C ‘est à une “refonte totale” du financement des soins dentaires qu’appelle l’association dentaire française (ADF) qui s’inquiète du coût des nouvelles technologies numériques supporté par les cabinets de chirurgiens-dentistes.

L’association dentaire française (ADF) s’inquiète du coût des nouvelles technologies numériques supporté par les cabinets de chirurgiens-dentistes et appelle à une “refonte totale” du financement des soins dentaires. “Les charges représentent 65% des recettes d’un cabinet dentaire. C’est le taux le plus élevé de toutes les professions de santé”, a souligné mercredi le Dr Joël Trouillet, secrétaire général de l’ADF, au cours d’un congrès rassemblant les professionnels du secteur organisé à Paris jusqu’à samedi.

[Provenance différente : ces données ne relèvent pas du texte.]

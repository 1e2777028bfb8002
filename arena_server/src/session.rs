// One game of tic-tac-toe between two paired players.
//
// A `GameSession` owns both `PlayerConnection`s for the length of the game
// and runs on a worker-pool thread. It is a small state machine:
//
//   AwaitingMove(mark) --valid move, no result--> AwaitingMove(opponent)
//   AwaitingMove(mark) --bad / occupied move-----> AwaitingMove(mark)  (sends I)
//   AwaitingMove(mark) --move completes a line---> Won(mark)
//   AwaitingMove(mark) --move fills the board----> Draw
//   AwaitingMove(mark) --quit / end of stream----> Disconnected(mark)
//
// Only the player whose turn it is gets read; input from the other player
// sits in its socket until its turn comes (or until it is probed in the
// queue afterwards). Each terminal state hands the surviving players back
// to the `Coordinator`, which sends their queue positions.
//
// The final move is not broadcast as a board; the result messages (`W`,
// `L`, `T`) end the game for the clients.

use std::fmt;
use std::sync::Arc;

use arena_prng::ArenaRng;
use arena_protocol::{ClientMessage, Mark, Position, ServerMessage, WinStreak};
use tracing::{debug, info};

use crate::board::Board;
use crate::matchmaking::Coordinator;
use crate::player::{ConnectionId, PlayerConnection};

/// Identifies a session in logs.
#[derive(Clone, Copy, Debug, PartialEq, Eq, Hash)]
pub struct SessionId(pub u64);

impl fmt::Display for SessionId {
    fn fmt(&self, f: &mut fmt::Formatter<'_>) -> fmt::Result {
        write!(f, "s{}", self.0)
    }
}

#[derive(Clone, Copy, Debug, PartialEq, Eq)]
pub enum SessionState {
    AwaitingMove(Mark),
    Won(Mark),
    Draw,
    /// The player holding this mark quit or dropped.
    Disconnected(Mark),
}

/// How a session ended, for logging and tests.
#[derive(Clone, Copy, Debug, PartialEq, Eq)]
pub enum SessionOutcome {
    Won {
        winner: ConnectionId,
        streak: WinStreak,
        /// Whether the winner accepted the replay prompt.
        replay: bool,
    },
    Draw,
    Abandoned {
        quitter: ConnectionId,
    },
}

pub struct GameSession {
    id: SessionId,
    x: PlayerConnection,
    o: PlayerConnection,
    board: Board,
    state: SessionState,
    coordinator: Arc<Coordinator>,
    rng: ArenaRng,
}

Imagerie 3D, caméra intra-buccale, scanners optiques

Selon la Caisse autonome de retraite des chirurgiens-dentistes et des sages-femmes (CARCDSF), les revenus moyens des chirurgiens-dentistes libéraux se sont élevés en 2013 à 92 567 euros (7 714 euros par mois), rapporte l’association qui rassemble quelque 25 organismes professionnels du secteur dentaire. “Mais le chiffre cache de profondes disparités”, souligne Catherine Mojaïsky, présidente de la confédération nationale des syndicats dentaires. Ainsi 16,5% des professionnels ont un revenu inférieur à 38 040 euros (3 170 euros par mois ) et 10,3% d’entre eux ont un revenu supérieur à 190 200 euros (15 850 euros par mois), relève l’ADF qui s’interroge sur la capacité financière des chirurgiens-dentistes à continuer à investir dans des équipements de pointe. Imagerie 3D, caméra intra-buccale, scanners optiques : les investissements peuvent s’avérer très onéreux, pointe l’association de défense des intérêts de la profession.

Le dispositif de fabrication d’une couronne assistée par ordinateur coûte entre 40 000 et 50 000 euros et “aucune aide à l’investissement n’est aujourd’hui consentie par les pouvoirs publics”, déplore l’ADF. “Les actes médicaux liés à la révolution numérique ne font toujours pas l’objet de rémunération particulière, alors que ces technologies auront un impact croissant sur le montant des soins”, insiste-t-elle.